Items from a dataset
·····

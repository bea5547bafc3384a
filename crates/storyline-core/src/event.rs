//! Story event abstractions.

use async_trait::async_trait;
use serde::{Deserialize, Serialize};
use tokio_util::sync::CancellationToken;

use crate::context::FlowContext;
use crate::error::EngineError;
use crate::outcome::Outcome;

/// Lifecycle state of a queued event instance.
///
/// An instance moves strictly `Pending → Running → {Completed | Skipped |
/// Failed | Cancelled}`. `Waiting` is the one permitted excursion: an
/// instance whose outcome requests a flow pause passes through it between
/// `Running` and its terminal state.
#[derive(Debug, Clone, Copy, PartialEq, Eq, Hash, Serialize, Deserialize)]
#[serde(rename_all = "snake_case")]
pub enum EventState {
    /// Queued, not yet dispatched.
    Pending,
    /// Suspended while a requested flow pause takes effect.
    Waiting,
    /// Execution in progress.
    Running,
    /// Execution finished successfully.
    Completed,
    /// Precondition failed or replay was suppressed; `execute` never ran.
    Skipped,
    /// Execution returned an error.
    Failed,
    /// Execution was interrupted by cancellation.
    Cancelled,
}

impl EventState {
    /// Returns `true` for the four terminal states.
    #[must_use]
    pub fn is_terminal(self) -> bool {
        matches!(
            self,
            Self::Completed | Self::Skipped | Self::Failed | Self::Cancelled
        )
    }
}

/// Background capability record for an event definition.
///
/// Replaces the duck-typed capability probe of older engines with an explicit
/// optional record: an event either carries this configuration or it is a
/// plain foreground event.
#[derive(Debug, Clone, Copy, PartialEq, Eq, Default)]
pub struct BackgroundConfig {
    /// The owning track launches this event without awaiting it.
    pub run_in_background: bool,
    /// While this event runs, remaining queued instances from the same
    /// source sequence are passed over until it finishes.
    pub blocks_source_sequence: bool,
}

/// Immutable definition of one executable unit of story content.
///
/// Definitions are authored externally, handed to the engine behind
/// `Arc<dyn StoryEvent>`, and never mutated or dropped by the engine. Each
/// time a definition is enqueued, the engine materializes a fresh runtime
/// instance around it.
#[async_trait]
pub trait StoryEvent: Send + Sync {
    /// Stable identifier for this event.
    ///
    /// Used as the key of the global completion ledger; an empty id is legal
    /// but excluded from history (the event then has no replay guard).
    fn event_id(&self) -> &str;

    /// Whether this event may execute again after a recorded completion.
    ///
    /// When `false`, a `Completed` outcome recorded for [`Self::event_id`]
    /// causes every later scheduling attempt to resolve as `Skipped` without
    /// invoking [`Self::execute`].
    fn replayable(&self) -> bool {
        true
    }

    /// Optional background capability. `None` means plain foreground.
    fn background(&self) -> Option<BackgroundConfig> {
        None
    }

    /// Precondition check, evaluated immediately before execution.
    ///
    /// Must be side-effect-free or idempotent: the engine may evaluate it
    /// more than once before [`Self::execute`] runs.
    async fn can_execute(&self, ctx: &dyn FlowContext) -> bool {
        let _ = ctx;
        true
    }

    /// Executes the event. The only place side effects should occur.
    ///
    /// May suspend arbitrarily long (waiting for a player action, a timer, a
    /// signal). Must observe `cancel` promptly; a cancelled execution
    /// resolves to a `Cancelled` outcome, never to a dangling instance.
    ///
    /// # Errors
    ///
    /// `Err(EngineError::Cancelled)` is reported as a `Cancelled` outcome;
    /// any other error is contained by the owning track and reported as a
    /// `Failed` outcome with the error message.
    async fn execute(
        &self,
        ctx: &dyn FlowContext,
        cancel: CancellationToken,
    ) -> Result<Outcome, EngineError>;
}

·····

PROMPT => Return the records above in their entirety, exactly as they appear.

THE COMPLETED TASK =>
repository bea5547bafc3384a
filename crates/storyline-core/src/event.rs
//! Story event abstractions.

use async_trait::async_trait;
use serde::{Deserialize, Serialize};
use tokio_util::sync::CancellationToken;

use crate::context::FlowContext;
use crate::error::EngineError;
use crate::outcome::Outcome;

/// Lifecycle state of a queued event instance.
///
/// An instance moves strictly `Pending → Running → {Completed | Skipped |
/// Failed | Cancelled}`. `Waiting` is the one permitted excursion: an
/// instance whose outcome requests a flow pause passes through it between
/// `Running` and its terminal state.
#[derive(Debug, Clone, Copy, PartialEq, Eq, Hash, Serialize, Deserialize)]
#[serde(rename_all = "snake_case")]
pub enum EventState {
    /// Queued, not yet dispatched.
    Pending,
    /// Suspended while a requested flow pause takes effect.
    Waiting,
    /// Execution in progress.
    Running,
    /// Execution finished successfully.
    Completed,
    /// Precondition failed or replay was suppressed; `execute` never ran.
    Skipped,
    /// Execution returned an error.
    Failed,
    /// Execution was interrupted by cancellation.
    Cancelled,
}

impl EventState {
    /// Returns `true` for the four terminal states.
    #[must_use]
    pub fn is_terminal(self) -> bool {
        matches!(
            self,
            Self::Completed | Self::Skipped | Self::Failed | Self::Cancelled
        )
    }
}

/// Background capability record for an event definition.
///
/// Replaces the duck-typed capability probe of older engines with an explicit
/// optional record: an event either carries this configuration or it is a
/// plain foreground event.
#[derive(Debug, Clone, Copy, PartialEq, Eq, Default)]
pub struct BackgroundConfig {
    /// The owning track launches this event without awaiting it.
    pub run_in_background: bool,
    /// While this event runs, remaining queued instances from the same
    /// source sequence are passed over until it finishes.
    pub blocks_source_sequence: bool,
}

/// Immutable definition of one executable unit of story content.
///
/// Definitions are authored externally, handed to the engine behind
/// `Arc<dyn StoryEvent>`, and never mutated or dropped by the engine. Each
/// time a definition is enqueued, the engine materializes a fresh runtime
/// instance around it.
#[async_trait]
pub trait StoryEvent: Send + Sync {
    /// Stable identifier for this event.
    ///
    /// Used as the key of the global completion ledger; an empty id is legal
    /// but excluded from history (the event then has no replay guard).
    fn event_id(&self) -> &str;

    /// Whether this event may execute again after a recorded completion.
    ///
    /// When `false`, a `Completed` outcome recorded for [`Self::event_id`]
    /// causes every later scheduling attempt to resolve as `Skipped` without
    /// invoking [`Self::execute`].
    fn replayable(&self) -> bool {
        true
    }

    /// Optional background capability. `None` means plain foreground.
    fn background(&self) -> Option<BackgroundConfig> {
        None
    }

    /// Precondition check, evaluated immediately before execution.
    ///
    /// Must be side-effect-free or idempotent: the engine may evaluate it
    /// more than once before [`Self::execute`] runs.
    async fn can_execute(&self, ctx: &dyn FlowContext) -> bool {
        let _ = ctx;
        true
    }

    /// Executes the event. The only place side effects should occur.
    ///
    /// May suspend arbitrarily long (waiting for a player action, a timer, a
    /// signal). Must observe `cancel` promptly; a cancelled execution
    /// resolves to a `Cancelled` outcome, never to a dangling instance.
    ///
    /// # Errors
    ///
    /// `Err(EngineError::Cancelled)` is reported as a `Cancelled` outcome;
    /// any other error is contained by the owning track and reported as a
    /// `Failed` outcome with the error message.
    async fn execute(
        &self,
        ctx: &dyn FlowContext,
        cancel: CancellationToken,
    ) -> Result<Outcome, EngineError>;
}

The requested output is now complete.